A new poll finds that, in spite of a pro-abortion message pushed in pop culture, most millennials support restrictions for abortion.
“Millennials have lived with the harsh realities of abortion all their lives and understand more than their parents’ generation that we must address the human rights issue of our day and make changes in defense of mothers and their preborn infants,” said Kristan Hawkins, president of Students for Life of America (SFLA). “Millennials may reject labels in general, but when it comes to the specifics of abortion policy, they are anti-abortion.”
The poll, conducted by pollster the polling company, inc./WomanTrend for SFLA’s Institute for Pro-Life Advancement, asked 18-34-year-olds during the first week of January about their attitudes toward Roe v. Wade and America’s current abortion policies.
The poll found that, while 56 percent of American millennials – now the largest voting bloc in the country – are political Independents, 65 percent want to vote on abortion policy, compared to only 16 percent who want abortion to remain in the hands of the courts, and 19 percent who are unsure.
According to the poll, 20 percent of millennials identify themselves as Republicans and an equal percentage as Democrats.

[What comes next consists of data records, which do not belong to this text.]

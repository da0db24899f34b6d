use std::{borrow::Cow, fmt::Display, io::Write};

use miette::{Diagnostic, IntoDiagnostic, SourceSpan, WrapErr};
use thiserror::Error;

use crate::{
    lex::{Literal, Token, TokenKind},
    parse::Expr,
    report::Reporter,
};

#[derive(Debug, Clone, PartialEq)]
pub enum Value<'de> {
    Number(f64),
    Bool(bool),
    Str(Cow<'de, str>),
    Nil,
}

impl Value<'_> {
    /// Only `nil` and `false` are falsey.
    pub fn is_truthy(&self) -> bool {
        !matches!(self, Value::Nil | Value::Bool(false))
    }

    /// Equality as seen by `==` and `!=`: every `NaN` equals every other `NaN`,
    /// and `0` differs from `-0`. Mismatched types are simply unequal.
    pub fn is_equal(&self, other: &Value<'_>) -> bool {
        match (self, other) {
            (Value::Number(lhs), Value::Number(rhs)) => {
                (lhs.is_nan() && rhs.is_nan()) || lhs.to_bits() == rhs.to_bits()
            }
            (Value::Bool(lhs), Value::Bool(rhs)) => lhs == rhs,
            (Value::Str(lhs), Value::Str(rhs)) => lhs == rhs,
            (Value::Nil, Value::Nil) => true,
            _ => false,
        }
    }
}

impl<'de> From<Literal<'de>> for Value<'de> {
    fn from(literal: Literal<'de>) -> Self {
        match literal {
            Literal::Number(n) => Value::Number(n),
            Literal::Str(s) => Value::Str(Cow::Borrowed(s)),
            Literal::Bool(b) => Value::Bool(b),
            Literal::Nil => Value::Nil,
        }
    }
}

impl Display for Value<'_> {
    fn fmt(&self, f: &mut std::fmt::Formatter<'_>) -> std::fmt::Result {
        match self {
            Value::Number(n) if n.is_infinite() => {
                write!(f, "{}Infinity", if *n < 0.0 { "-" } else { "" })
            }
            // Very large and very small magnitudes use `1.5E300` style.
            Value::Number(n) if *n != 0.0 && (n.abs() >= 1e7 || n.abs() < 1e-3) => {
                let scientific = format!("{n:e}");
                let (mantissa, exponent) = scientific
                    .split_once('e')
                    .unwrap_or((scientific.as_str(), "0"));
                if mantissa.contains('.') {
                    write!(f, "{mantissa}E{exponent}")
                } else {
                    write!(f, "{mantissa}.0E{exponent}")
                }
            }
            // `f64` already prints `3` rather than `3.0`.
            Value::Number(n) => write!(f, "{n}"),
            Value::Bool(b) => write!(f, "{b}"),
            Value::Str(s) => write!(f, "{s}"),
            Value::Nil => write!(f, "nil"),
        }
    }
}

#[derive(Error, Debug, Diagnostic, Clone, PartialEq)]
#[error("{message}")]
pub struct RuntimeError {
    pub message: String,
    pub operator: String,
    pub line: usize,

    #[label("this operator")]
    pub span: SourceSpan,
}

impl RuntimeError {
    pub fn new(operator: &Token<'_>, message: impl Into<String>) -> Self {
        RuntimeError {
            message: message.into(),
            operator: operator.lexeme.to_string(),
            line: operator.line,
            span: operator.span(),
        }
    }
}

pub struct Interpreter<W> {
    out: W,
}

impl<W: Write> Interpreter<W> {
    pub fn new(out: W) -> Self {
        Interpreter { out }
    }

    pub fn into_inner(self) -> W {
        self.out
    }

    /// Evaluates `expr` and writes the result, or hands a runtime error to
    /// `reporter`. Only failing to write is an error here.
    pub fn interpret(&mut self, expr: &Expr<'_>, reporter: &mut Reporter) -> miette::Result<()> {
        match self.evaluate(expr) {
            Ok(value) => writeln!(self.out, "{value}")
                .into_diagnostic()
                .wrap_err("writing result failed"),
            Err(e) => {
                reporter.runtime_error(e);
                Ok(())
            }
        }
    }

    pub fn evaluate<'de>(&self, expr: &Expr<'de>) -> Result<Value<'de>, RuntimeError> {
        Ok(match expr {
            Expr::Literal(literal) => Value::from(*literal),
            Expr::Grouping(inner) => self.evaluate(inner)?,
            Expr::Unary { operator, operand } => {
                let operand = self.evaluate(operand)?;
                match (operator.kind, operand) {
                    (TokenKind::Bang, operand) => Value::Bool(!operand.is_truthy()),
                    (TokenKind::Minus, Value::Number(n)) => Value::Number(-n),
                    (TokenKind::Minus, _) => {
                        return Err(RuntimeError::new(operator, "Operand must be a number."));
                    }
                    _ => return Err(RuntimeError::new(operator, "Unknown unary operator.")),
                }
            }
            Expr::Binary {
                left,
                operator,
                right,
            } => {
                let left = self.evaluate(left)?;
                let right = self.evaluate(right)?;
                binary(operator, left, right)?
            }
            Expr::Ternary {
                predicate,
                if_true,
                if_false,
            } => {
                if self.evaluate(predicate)?.is_truthy() {
                    self.evaluate(if_true)?
                } else {
                    self.evaluate(if_false)?
                }
            }
        })
    }
}

fn binary<'de>(
    operator: &Token<'_>,
    left: Value<'de>,
    right: Value<'de>,
) -> Result<Value<'de>, RuntimeError> {
    use TokenKind::*;

    Ok(match (operator.kind, left, right) {
        // The left operand has already been evaluated for its effects.
        (Comma, _, right) => right,
        (EqualEqual, lhs, rhs) => Value::Bool(lhs.is_equal(&rhs)),
        (BangEqual, lhs, rhs) => Value::Bool(!lhs.is_equal(&rhs)),
        (Plus, Value::Number(lhs), Value::Number(rhs)) => Value::Number(lhs + rhs),
        (Plus, Value::Str(lhs), Value::Str(rhs)) => {
            Value::Str(Cow::Owned(lhs.into_owned() + &*rhs))
        }
        (Plus, _, _) => {
            return Err(RuntimeError::new(
                operator,
                "Operands must be two numbers or two strings.",
            ));
        }
        (Minus, Value::Number(lhs), Value::Number(rhs)) => Value::Number(lhs - rhs),
        (Star, Value::Number(lhs), Value::Number(rhs)) => Value::Number(lhs * rhs),
        (Slash, Value::Number(lhs), Value::Number(rhs)) => Value::Number(lhs / rhs),
        (Greater, Value::Number(lhs), Value::Number(rhs)) => Value::Bool(lhs > rhs),
        (GreaterEqual, Value::Number(lhs), Value::Number(rhs)) => Value::Bool(lhs >= rhs),
        (Less, Value::Number(lhs), Value::Number(rhs)) => Value::Bool(lhs < rhs),
        (LessEqual, Value::Number(lhs), Value::Number(rhs)) => Value::Bool(lhs <= rhs),
        (Minus | Star | Slash | Greater | GreaterEqual | Less | LessEqual, _, _) => {
            return Err(RuntimeError::new(operator, "Operands must be numbers."));
        }
        _ => return Err(RuntimeError::new(operator, "Unknown binary operator.")),
    })
}

#[cfg(test)]
mod tests {
    use super::*;
    use crate::{lex::Lexer, parse::Parser};

    fn eval(source: &str) -> Result<Value<'_>, RuntimeError> {
        let mut reporter = Reporter::new(None, source);
        let tokens = Lexer::new(source).scan(&mut reporter);
        let expr = Parser::new(tokens)
            .parse_reporting(&mut reporter)
            .unwrap_or_else(|| panic!("`{source}` should parse: {:?}", reporter.headlines()));
        Interpreter::new(Vec::<u8>::new()).evaluate(&expr)
    }

    fn shown(source: &str) -> String {
        match eval(source) {
            Ok(value) => value.to_string(),
            Err(e) => panic!("`{source}` failed: {e}"),
        }
    }

    #[test]
    fn arithmetic() {
        assert_eq!(eval("1 + 2 * 3"), Ok(Value::Number(7.0)));
        assert_eq!(eval("1 - 2 - 3"), Ok(Value::Number(-4.0)));
        assert_eq!(eval("(1 - 2) * -3"), Ok(Value::Number(3.0)));
        assert_eq!(eval("7 / 2"), Ok(Value::Number(3.5)));
    }

    #[test]
    fn string_concatenation() {
        assert_eq!(
            eval("\"foo\" + \"bar\""),
            Ok(Value::Str(Cow::Owned("foobar".to_string())))
        );
    }

    #[test]
    fn truthiness() {
        assert_eq!(eval("!nil"), Ok(Value::Bool(true)));
        assert_eq!(eval("!false"), Ok(Value::Bool(false)));
        assert_eq!(eval("!0"), Ok(Value::Bool(false)));
        assert_eq!(eval("!\"\""), Ok(Value::Bool(false)));
        assert_eq!(eval("!!true"), Ok(Value::Bool(true)));
    }

    #[test]
    fn equality_never_fails_on_mixed_types() {
        assert_eq!(eval("nil == nil"), Ok(Value::Bool(true)));
        assert_eq!(eval("nil == false"), Ok(Value::Bool(false)));
        assert_eq!(eval("1 == \"1\""), Ok(Value::Bool(false)));
        assert_eq!(eval("\"a\" != \"a\""), Ok(Value::Bool(false)));
        assert_eq!(eval("1 == 1.0"), Ok(Value::Bool(true)));
    }

    #[test]
    fn number_equality_is_bitwise_with_one_nan() {
        assert_eq!(eval("(0/0) == (0/0)"), Ok(Value::Bool(true)));
        assert_eq!(eval("(0/0) != (0/0)"), Ok(Value::Bool(false)));
        assert_eq!(eval("0 == -0"), Ok(Value::Bool(false)));
        assert_eq!(eval("0 != -0"), Ok(Value::Bool(true)));
        assert_eq!(eval("(1/0) == (2/0)"), Ok(Value::Bool(true)));
        assert_eq!(eval("0.1 + 0.2 == 0.3"), Ok(Value::Bool(false)));
    }

    #[test]
    fn comparisons() {
        assert_eq!(eval("1 < 2"), Ok(Value::Bool(true)));
        assert_eq!(eval("2 <= 2"), Ok(Value::Bool(true)));
        assert_eq!(eval("1 > 2"), Ok(Value::Bool(false)));
        assert_eq!(eval("3 >= 4"), Ok(Value::Bool(false)));
    }

    #[test]
    fn ternary_evaluates_one_branch() {
        assert_eq!(eval("true ? 1 : false ? 2 : 3"), Ok(Value::Number(1.0)));
        assert_eq!(eval("false ? 1 : true ? 2 : 3"), Ok(Value::Number(2.0)));
        assert_eq!(eval("true ? 1 : -\"x\""), Ok(Value::Number(1.0)));
        assert_eq!(eval("nil ? -\"x\" : 2"), Ok(Value::Number(2.0)));
        assert_eq!(eval("0 ? \"yes\" : \"no\""), Ok(Value::Str(Cow::Borrowed("yes"))));
    }

    #[test]
    fn comma_yields_rightmost() {
        assert_eq!(eval("1, 2, 3"), Ok(Value::Number(3.0)));
        // The discarded operand is still evaluated.
        assert!(eval("-nil, 2").is_err());
    }

    #[test]
    fn division_follows_ieee() {
        assert_eq!(shown("1 / 0"), "Infinity");
        assert_eq!(shown("-1 / 0"), "-Infinity");
        assert_eq!(shown("0 / 0"), "NaN");
        assert_eq!(shown("true ? 1 : (1/0)"), "1");
    }

    #[test]
    fn type_errors_name_the_operator() {
        let error = eval("1 + \"a\"").expect_err("should fail");
        assert_eq!(error.message, "Operands must be two numbers or two strings.");
        assert_eq!(error.operator, "+");
        assert_eq!(error.span, SourceSpan::from(2..3));

        let error = eval("-\"a\"").expect_err("should fail");
        assert_eq!(error.message, "Operand must be a number.");
        assert_eq!(error.operator, "-");

        let error = eval("\"x\" < 1").expect_err("should fail");
        assert_eq!(error.message, "Operands must be numbers.");
        assert_eq!(error.operator, "<");

        let error = eval("1 +\n(2 * nil)").expect_err("should fail");
        assert_eq!(error.operator, "*");
        assert_eq!(error.line, 2);
    }

    #[test]
    fn display_strips_integral_fraction() {
        assert_eq!(shown("3.0"), "3");
        assert_eq!(shown("2.5"), "2.5");
        assert_eq!(shown("nil"), "nil");
        assert_eq!(shown("true"), "true");
        assert_eq!(shown("\"hi\""), "hi");
        assert_eq!(shown("-0"), "-0");
    }

    #[test]
    fn extreme_magnitudes_use_exponents() {
        assert_eq!(shown("9999999"), "9999999");
        assert_eq!(shown("10000000"), "1.0E7");
        assert_eq!(shown("12345678.5"), "1.23456785E7");
        assert_eq!(shown("10000000 * 10000000 * 10000000"), "1.0E21");
        assert_eq!(shown("-10000000"), "-1.0E7");
        assert_eq!(shown("0.001"), "0.001");
        assert_eq!(shown("0.00015"), "1.5E-4");
        assert_eq!(shown("0"), "0");
    }

    #[test]
    fn evaluation_is_repeatable() {
        let source = "(1 + 2) * 3 == 9 ? \"a\" + \"b\" : nil";
        let mut reporter = Reporter::new(None, source);
        let tokens = Lexer::new(source).scan(&mut reporter);
        let expr = Parser::new(tokens).parse().expect("should parse");
        let snapshot = expr.clone();
        let interpreter = Interpreter::new(Vec::<u8>::new());
        let first = interpreter.evaluate(&expr);
        let second = interpreter.evaluate(&expr);
        assert_eq!(first, second);
        assert_eq!(expr, snapshot);
    }

    #[test]
    fn interpret_writes_or_reports() {
        let source = "2 * 21, -\"a\"";
        let mut reporter = Reporter::new(None, source);
        let tokens = Lexer::new(source).scan(&mut reporter);
        let expr = Parser::new(tokens).parse().expect("should parse");
        let mut interpreter = Interpreter::new(Vec::<u8>::new());
        interpreter
            .interpret(&expr, &mut reporter)
            .expect("writing to a Vec");
        assert!(interpreter.into_inner().is_empty());
        assert!(reporter.had_runtime_error());
        assert_eq!(
            reporter.headlines(),
            vec!["Operand must be a number.\n[line 1]"]
        );

        let source = "2 * 21";
        reporter.reset(source);
        let tokens = Lexer::new(source).scan(&mut reporter);
        let expr = Parser::new(tokens).parse().expect("should parse");
        let mut interpreter = Interpreter::new(Vec::<u8>::new());
        interpreter
            .interpret(&expr, &mut reporter)
            .expect("writing to a Vec");
        assert_eq!(interpreter.into_inner(), b"42\n");
        assert!(!reporter.had_runtime_error());
    }

    #[test]
    fn hand_built_trees_with_foreign_operators_fail_cleanly() {
        let source = "1 ; 2";
        let mut reporter = Reporter::new(None, source);
        let tokens = Lexer::new(source).scan(&mut reporter);
        let expr = Expr::Binary {
            left: Box::new(Expr::Literal(Literal::Number(1.0))),
            operator: tokens[1],
            right: Box::new(Expr::Literal(Literal::Number(2.0))),
        };
        let error = Interpreter::new(Vec::<u8>::new())
            .evaluate(&expr)
            .expect_err("should fail");
        assert_eq!(error.message, "Unknown binary operator.");
    }
}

Of those surveyed, 70 percent support limits on abortion with 42 percent opposing abortion broadly and 28 percent supporting limits through specific policies like parental notification, restrictions on late-term abortions, and opposition to taxpayer funding of abortion.
Additionally, only seven percent of millennials polled supported abortion without any exceptions and funded by tax dollars – the position embraced by the Democrat Party.
“Our poll found that Millennials do not blindly support unlimited abortion paid for with their tax dollars, no matter what the popular culture says,” said Hawkins.
According to the poll, 41 percent of Millennials supported Roe’s reversal, with 33 percent opposed and 27 percent undecided. However, after being informed that Roe allows abortion throughout all nine months of pregnancy, 51 percent said they opposed the decision, and 54 percent opposed it when they were informed abortion could be used as a form of contraception or when a mother does not want a baby of a particular sex.
Regarding taxpayer funding for abortion, 45 percent of Millennials polled opposed it, with 33 percent supporting it, and 22 percent undecided.
While the poll showed males and females responded similarly to the survey’s questions about Roe, after learning more about the impact of Roe, women were more likely to be strongly opposed to it.
With about a third of abortions now induced by drugs like RU-486, 56 percent of Millennials surveyed opposed selling the abortion drugs online or dropping the requirement for a physical exam due to the potential risks to women.
Regarding Planned Parenthood, 41 percent of Millennials polled had an unfavorable reaction to the abortion vendor after learning about the organization’s political spending in the millions to elect pro-abortion candidates, as well as its more than $1 billion in income, about half of which is derived from American taxpayers.
In addition, 43 percent of those surveyed had an unfavorable reaction to Planned Parenthood when they examined the organization’s decline in basic healthcare services as seen in its own annual report.
In contrast, 48 percent of Millennials said they preferred taxpayer funds to go to Federally Qualified Health Centers (FQHCs) rather than Planned Parenthood, to which 17 percent would send tax monies. FQHCs outnumber Planned Parenthood facilities 20 to 1, and they provide more comprehensive health care without abortions.
Hawkins observed the poll shows Millennials are not motivated by labels.
“On the issue of abortion, labels like pro-life, pro-choice, access, health, or women’s rights often camouflage the true realities of the policies that today crisscross the country,” she said. “Especially as we talk with Millennials, who are often outside the political structure of Washington D.C., the anti-abortion movement must be clear on what we are advancing and its impact on mothers, the preborn and taxpayers.”
“And for those elected officials who want to engage in life-affirming legislation, Millennial voters are listening when you compassionately address the specifics of Life in law,” she added.
The poll surveyed 400 adults between the ages of 18 and 34. The margin of error is plus or minus 4.9 percent.